Hopefully, this looks familiar to our previous QuickCheck test. Again, we have an inner property function that does the actual work and we request that QuickCheck run this property test over arbitrary vectors of Action<u8>. For every action present in the vector we apply them to both the model and the system under test, validating that the results are the same. The u8 type was intentionally chosen here compared to a large domain type such as u64. One of the key challenges of writing QuickCheck tests is probing for extremely unlikely events.
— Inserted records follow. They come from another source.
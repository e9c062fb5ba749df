//! Prelude module for common imports
//!
//! ```rust,ignore
//! use trellis_3d::prelude::*;
//! ```

// Graph
pub use crate::graph::{Drawable, PickResult, Route, SceneGraph};

// Nodes
pub use crate::node::{NodeClass, NodeId, SceneNode};
pub use crate::nodes::{NodeKind, RenderHandle};

// Registry
pub use crate::registry::{NodeDescriptor, NodeTypeId, NodeTypeRegistry};

// Name spaces
pub use crate::namespace::{Namespace, SpaceId};

// Bindables
pub use crate::bindable::{BindableKind, BindableStack, SwitchTarget};

// Mesh and math
pub use crate::math::{BoundingBox, Ray};
pub use crate::mesh::{GeometryCache, Mesh, MeshPart, Primitive};

// Field values
pub use trellis_core::field::{FieldKind, FieldValue};
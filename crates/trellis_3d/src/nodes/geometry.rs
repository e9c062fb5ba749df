//! Primitive geometry nodes.
//!
//! Primitives with equal parameters share one mesh through the geometry
//! cache; the cache key encodes the type name and every shape parameter.

use glam::Vec3;

use crate::mesh::{
    BoxGeometry, ConeGeometry, CylinderGeometry, GeometryCache, SphereGeometry, TorusGeometry,
};
use crate::node::{NodeInit, SceneNode};
use crate::registry::NodeDescriptor;

use super::{GeomState, NodeKind, GEOMETRY};

pub(crate) fn geometry_common(init: &mut NodeInit) {
    init.bool_field("solid", true);
    init.bool_field("ccw", true);
}

pub const BOX: NodeDescriptor = NodeDescriptor {
    name: "Box",
    component: "Geometry3D",
    classes: GEOMETRY,
    build: build_box,
};

fn build_box(init: &mut NodeInit, cache: &mut GeometryCache) -> NodeKind {
    geometry_common(init);
    init.vec3_field("size", Vec3::splat(2.0));
    let size = init.get_vec3("size");
    NodeKind::Box(GeomState {
        mesh: cache.get_or_insert_with(&box_key(size), || BoxGeometry::new(size)),
        pickable: true,
    })
}

fn box_key(size: Vec3) -> String {
    format!("Box_{}-{}-{}", size.x, size.y, size.z)
}

pub const SPHERE: NodeDescriptor = NodeDescriptor {
    name: "Sphere",
    component: "Geometry3D",
    classes: GEOMETRY,
    build: build_sphere,
};

fn build_sphere(init: &mut NodeInit, cache: &mut GeometryCache) -> NodeKind {
    geometry_common(init);
    init.float_field("radius", 1.0);
    let radius = init.get_float("radius");
    NodeKind::Sphere(GeomState {
        mesh: cache.get_or_insert_with(&format!("Sphere_{radius}"), || {
            SphereGeometry::new(radius)
        }),
        pickable: true,
    })
}

pub const CONE: NodeDescriptor = NodeDescriptor {
    name: "Cone",
    component: "Geometry3D",
    classes: GEOMETRY,
    build: build_cone,
};

fn build_cone(init: &mut NodeInit, cache: &mut GeometryCache) -> NodeKind {
    geometry_common(init);
    init.float_field("bottomRadius", 1.0);
    init.float_field("height", 2.0);
    init.bool_field("side", true);
    init.bool_field("bottom", true);
    let (r, h) = (init.get_float("bottomRadius"), init.get_float("height"));
    let (side, bottom) = (init.get_bool("side"), init.get_bool("bottom"));
    NodeKind::Cone(GeomState {
        mesh: cache.get_or_insert_with(&format!("Cone_{r}-{h}-{side}-{bottom}"), || {
            ConeGeometry::new(r, h, side, bottom)
        }),
        pickable: true,
    })
}

pub const CYLINDER: NodeDescriptor = NodeDescriptor {
    name: "Cylinder",
    component: "Geometry3D",
    classes: GEOMETRY,
    build: build_cylinder,
};

fn build_cylinder(init: &mut NodeInit, cache: &mut GeometryCache) -> NodeKind {
    geometry_common(init);
    init.float_field("radius", 1.0);
    init.float_field("height", 2.0);
    init.bool_field("side", true);
    init.bool_field("top", true);
    init.bool_field("bottom", true);
    let (r, h) = (init.get_float("radius"), init.get_float("height"));
    let (side, top, bottom) = (
        init.get_bool("side"),
        init.get_bool("top"),
        init.get_bool("bottom"),
    );
    NodeKind::Cylinder(GeomState {
        mesh: cache.get_or_insert_with(&format!("Cylinder_{r}-{h}-{side}-{top}-{bottom}"), || {
            CylinderGeometry::new(r, h, side, top, bottom)
        }),
        pickable: true,
    })
}

pub const TORUS: NodeDescriptor = NodeDescriptor {
    name: "Torus",
    component: "Geometry3D",
    classes: GEOMETRY,
    build: build_torus,
};

fn build_torus(init: &mut NodeInit, cache: &mut GeometryCache) -> NodeKind {
    geometry_common(init);
    init.float_field("innerRadius", 0.5);
    init.float_field("outerRadius", 1.0);
    let (inner, outer) = (init.get_float("innerRadius"), init.get_float("outerRadius"));
    NodeKind::Torus(GeomState {
        mesh: cache.get_or_insert_with(&format!("Torus_{inner}-{outer}"), || {
            TorusGeometry::new(inner, outer)
        }),
        pickable: true,
    })
}

/// Rebuild a primitive's mesh after one of its shape parameters changed.
/// Returns false for non-primitive kinds.
pub(crate) fn refresh_primitive(node: &mut SceneNode, cache: &mut GeometryCache) -> bool {
    let mesh = match &node.kind {
        NodeKind::Box(_) => {
            let size = node.vec3_field("size");
            cache.get_or_insert_with(&box_key(size), || BoxGeometry::new(size))
        }
        NodeKind::Sphere(_) => {
            let radius = node.float_field("radius");
            cache.get_or_insert_with(&format!("Sphere_{radius}"), || SphereGeometry::new(radius))
        }
        NodeKind::Cone(_) => {
            let (r, h) = (node.float_field("bottomRadius"), node.float_field("height"));
            let (side, bottom) = (node.bool_field("side"), node.bool_field("bottom"));
            cache.get_or_insert_with(&format!("Cone_{r}-{h}-{side}-{bottom}"), || {
                ConeGeometry::new(r, h, side, bottom)
            })
        }
        NodeKind::Cylinder(_) => {
            let (r, h) = (node.float_field("radius"), node.float_field("height"));
            let (side, top, bottom) = (
                node.bool_field("side"),
                node.bool_field("top"),
                node.bool_field("bottom"),
            );
            cache.get_or_insert_with(&format!("Cylinder_{r}-{h}-{side}-{top}-{bottom}"), || {
                CylinderGeometry::new(r, h, side, top, bottom)
            })
        }
        NodeKind::Torus(_) => {
            let (inner, outer) = (
                node.float_field("innerRadius"),
                node.float_field("outerRadius"),
            );
            cache.get_or_insert_with(&format!("Torus_{inner}-{outer}"), || {
                TorusGeometry::new(inner, outer)
            })
        }
        _ => return false,
    };
    if let Some(geom) = node.kind.geom_mut() {
        geom.mesh = mesh;
    }
    true
}
#![allow(dead_code)]

use hand_vision::pipeline::DepthFrame;

pub const HAND_DEPTH: u8 = 200;

/// Paints a palm disk with one finger pointing straight up from `(cx, cy)`.
pub fn paint_pointing_hand(data: &mut [u8], width: u32, cx: i64, cy: i64, palm: i64, reach: i64) {
    let height = data.len() as i64 / width as i64;
    for y in 0..height {
        for x in 0..width as i64 {
            let (dx, dy) = (x - cx, y - cy);
            let in_palm = dx * dx + dy * dy <= palm * palm;
            let in_finger = dx.abs() <= 3 && (-reach..=0).contains(&dy);
            if in_palm || in_finger {
                data[(y * width as i64 + x) as usize] = HAND_DEPTH;
            }
        }
    }
}

pub fn pointing_frame(width: u32, height: u32, cx: i64, cy: i64) -> DepthFrame {
    let mut data = vec![0u8; (width * height) as usize];
    paint_pointing_hand(&mut data, width, cx, cy, 40, 80);
    DepthFrame::from_luma(width, height, data).unwrap()
}

pub fn blank_frame(width: u32, height: u32) -> DepthFrame {
    DepthFrame::from_luma(width, height, vec![0; (width * height) as usize]).unwrap()
}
QuickCheck is blind in the sense that it's possible for the same path to be chosen through the program for each run if that path is the most likely path to be chosen. While millions of QuickCheck tests can give high confidence in fitness for purpose the blind nature of the runs means that QuickCheck should also be paired with tools known as fuzzers. These do not check the correct function of a program against a model. Instead, their sole purpose is to validate the absence of program crashes.